The whole aim of practical politics is to keep the populace alarmed (and hence clamorous to be led to safety) by menacing it with an endless series of hobgoblins, all of them imaginary.

H.L. Mencken

Monday, May 20, 2013

Andrew Sullivan Is Racist

http://dish.andrewsullivan.com/2013/05/16/is-race-only-a-social-construct/

Sullivan makes the following argument:


But what I really want TNC to address is the data. Yes, “race” is a social construct when we define it as “white”, “black,” “Asian” or, even more ludicrously, “Hispanic.” But why then does the overwhelming data show IQ as varying in statistically significant amounts between these completely arbitrary racially constructed populations? Is the testing rigged? If the categories are arbitrary, then the IQs should be randomly distributed. But they aren’t, even controlling for education, income, etc.
That’s the core problem with debunking the Richwine thesis. The policy inferences are repellent to me. But the data are real. And they correspond to our socially constructed racial categories. There’s no correlation between intelligence and height, for example, or between intelligence and gender (except arguably at the extreme extremes). So why would our constructed and arbitrary racial categories yield such dramatic IQ differentials? Remember this holds true even when controlling for class, money and education. The answer is: we can only guess. Once they find a specific genetic pattern for intelligence, as they are looking for in China, we may find out.

Yes, the testing is rigged.  We know the testing is rigged.  Because IQ itself is a construct.  IQ stands for "intelligence quotient".  Basically you take the score and divide the age.

But what are the questions?  Most IQ tests test certain forms of logical thinking and critical skills.  Many test verbal knowledge.  But they use norms and terms found in the majority culture.  So there is a bias in the testing.

Secondly, the idea of a fixed IQ is bogus.  There is no such thing.  There are multiple forms of intelligence, multiple ways of thinking.  IQ tests capture very few of them.
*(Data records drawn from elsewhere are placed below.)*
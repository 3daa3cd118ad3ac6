//! # Telemetry Ingestion Route
//!
//! Routes:
//! - POST /v1/telemetry — submit a batch of events as JSON or a gzip upload
//!
//! The payload format is chosen from request headers and handed to the
//! validator as a tag. The handler holds no decision logic of its own: it
//! only builds the tagged request, records the outcome, and shapes the
//! response.

use axum::body::Bytes;
use axum::extract::State;
use axum::http::{header, HeaderMap};
use axum::routing::post;
use axum::{Json, Router};
use chrono::Utc;
use serde::{Deserialize, Serialize};
use serde_json::{Map, Value};
use tlm_core::format::{GZIP_TAG, JSON_TAG};
use tlm_core::{PayloadFormat, TelemetryRequest};
use uuid::Uuid;

use crate::error::AppError;
use crate::state::AppState;

/// API identifier echoed in the acceptance envelope.
pub const API_ID: &str = "api.telemetry";

/// API version echoed in the acceptance envelope.
pub const API_VERSION: &str = "v1";

/// Content types treated as a compressed binary upload.
const BINARY_CONTENT_TYPES: &[&str] = &[
    "application/gzip",
    "application/x-gzip",
    "application/octet-stream",
];

/// Build the telemetry router.
pub fn router() -> Router<AppState> {
    Router::new().route("/v1/telemetry", post(ingest_telemetry))
}

/// Response metadata of an accepted submission.
#[derive(Debug, Serialize, Deserialize)]
pub struct ResponseParams {
    /// Identifier assigned to this submission.
    pub resmsgid: Uuid,
    pub status: String,
}

/// Acceptance envelope.
#[derive(Debug, Serialize, Deserialize)]
#[serde(rename_all = "camelCase")]
pub struct AcceptedResponse {
    pub id: String,
    pub ver: String,
    /// RFC 3339 timestamp.
    pub ts: String,
    pub params: ResponseParams,
    pub response_code: String,
    pub result: Map<String, Value>,
}

impl AcceptedResponse {
    fn new(resmsgid: Uuid) -> Self {
        Self {
            id: API_ID.to_string(),
            ver: API_VERSION.to_string(),
            ts: Utc::now().to_rfc3339(),
            params: ResponseParams {
                resmsgid,
                status: "successful".to_string(),
            },
            response_code: "OK".to_string(),
            result: Map::new(),
        }
    }
}

/// Derive the payload format tag from request headers.
///
/// `Content-Encoding: gzip`, or a gzip/octet-stream content type, selects
/// the binary tag. Anything else is JSON.
pub fn format_tag(headers: &HeaderMap) -> &'static str {
    let header_str = |name: header::HeaderName| {
        headers
            .get(name)
            .and_then(|v| v.to_str().ok())
            .map(|v| v.trim().to_ascii_lowercase())
    };

    if header_str(header::CONTENT_ENCODING).is_some_and(|enc| enc == GZIP_TAG) {
        return GZIP_TAG;
    }
    let is_binary_type = header_str(header::CONTENT_TYPE).is_some_and(|ct| {
        let media_type = ct.split(';').next().unwrap_or_default().trim();
        BINARY_CONTENT_TYPES.contains(&media_type)
    });
    if is_binary_type {
        GZIP_TAG
    } else {
        JSON_TAG
    }
}

/// Wrap a raw body as a tagged request for the given format.
///
/// A JSON body that is not UTF-8 becomes a request without a text body, which
/// the validator rejects as malformed.
fn build_request(format: PayloadFormat, body: Bytes) -> TelemetryRequest {
    match format {
        PayloadFormat::Binary => TelemetryRequest::from_bytes(body.to_vec()),
        PayloadFormat::Json => match String::from_utf8(body.to_vec()) {
            Ok(text) => TelemetryRequest::from_text(text),
            Err(e) => {
                tracing::debug!(error = %e, "JSON body is not valid UTF-8");
                TelemetryRequest::empty()
            }
        },
    }
}

/// POST /v1/telemetry — validate and accept a telemetry submission.
async fn ingest_telemetry(
    State(state): State<AppState>,
    headers: HeaderMap,
    body: Bytes,
) -> Result<Json<AcceptedResponse>, AppError> {
    let msg_id = Uuid::new_v4();
    let format = PayloadFormat::from_tag(format_tag(&headers));
    let request = build_request(format, body).with_id(msg_id.to_string());

    let outcome = state.validator.validate(&request, format);
    state
        .metrics
        .record_submission(format, outcome.as_ref().err().map(|e| e.kind()));
    outcome?;

    tracing::debug!(request_id = %msg_id, %format, "telemetry submission accepted");
    Ok(Json(AcceptedResponse::new(msg_id)))
}

#[cfg(test)]
mod tests {
    use super::*;
    use axum::http::HeaderValue;

    fn headers(pairs: &[(header::HeaderName, &'static str)]) -> HeaderMap {
        let mut map = HeaderMap::new();
        for (name, value) in pairs {
            map.insert(name.clone(), HeaderValue::from_static(*value));
        }
        map
    }

    #[test]
    fn no_headers_is_json() {
        assert_eq!(format_tag(&HeaderMap::new()), "json");
    }

    #[test]
    fn json_content_type_is_json() {
        let h = headers(&[(header::CONTENT_TYPE, "application/json; charset=utf-8")]);
        assert_eq!(format_tag(&h), "json");
    }

    #[test]
    fn gzip_content_encoding_is_binary() {
        let h = headers(&[
            (header::CONTENT_TYPE, "application/json"),
            (header::CONTENT_ENCODING, "GZIP"),
        ]);
        assert_eq!(format_tag(&h), "gzip");
    }

    #[test]
    fn binary_content_types_are_binary() {
        for ct in ["application/gzip", "application/x-gzip", "Application/Octet-Stream"] {
            let h = headers(&[(header::CONTENT_TYPE, ct)]);
            assert_eq!(format_tag(&h), "gzip", "{ct}");
        }
    }

    #[test]
    fn non_utf8_json_body_has_no_text() {
        let req = build_request(PayloadFormat::Json, Bytes::from_static(&[0xff, 0xfe]));
        assert!(req.body_text().is_none());
    }

    #[test]
    fn binary_body_kept_as_bytes() {
        let req = build_request(PayloadFormat::Binary, Bytes::from_static(&[0x1f, 0x8b]));
        assert_eq!(req.body_bytes(), Some(&[0x1f, 0x8b][..]));
    }

    #[test]
    fn accepted_envelope_serializes_camel_case() {
        let json = serde_json::to_value(AcceptedResponse::new(Uuid::nil())).unwrap();
        assert_eq!(json["id"], "api.telemetry");
        assert_eq!(json["responseCode"], "OK");
        assert_eq!(json["params"]["status"], "successful");
        assert!(json["result"].as_object().unwrap().is_empty());
    }
}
Most educators don't put a ton of stock in IQ tests, because they don't tell you a whole hell of a lot.  The reason SATs are important, is because they allow a college admissions office a chance to say "no" without having to consider all 50,000 applications.  SATs don't predict success in school or in life.  IQ scores are also pretty meaningless.  Most of them test scholastic preparedness.

When people start putting a lot of stock in a flawed metric to justify odious ends, chances are they are looking for reasons to reach that odious ends.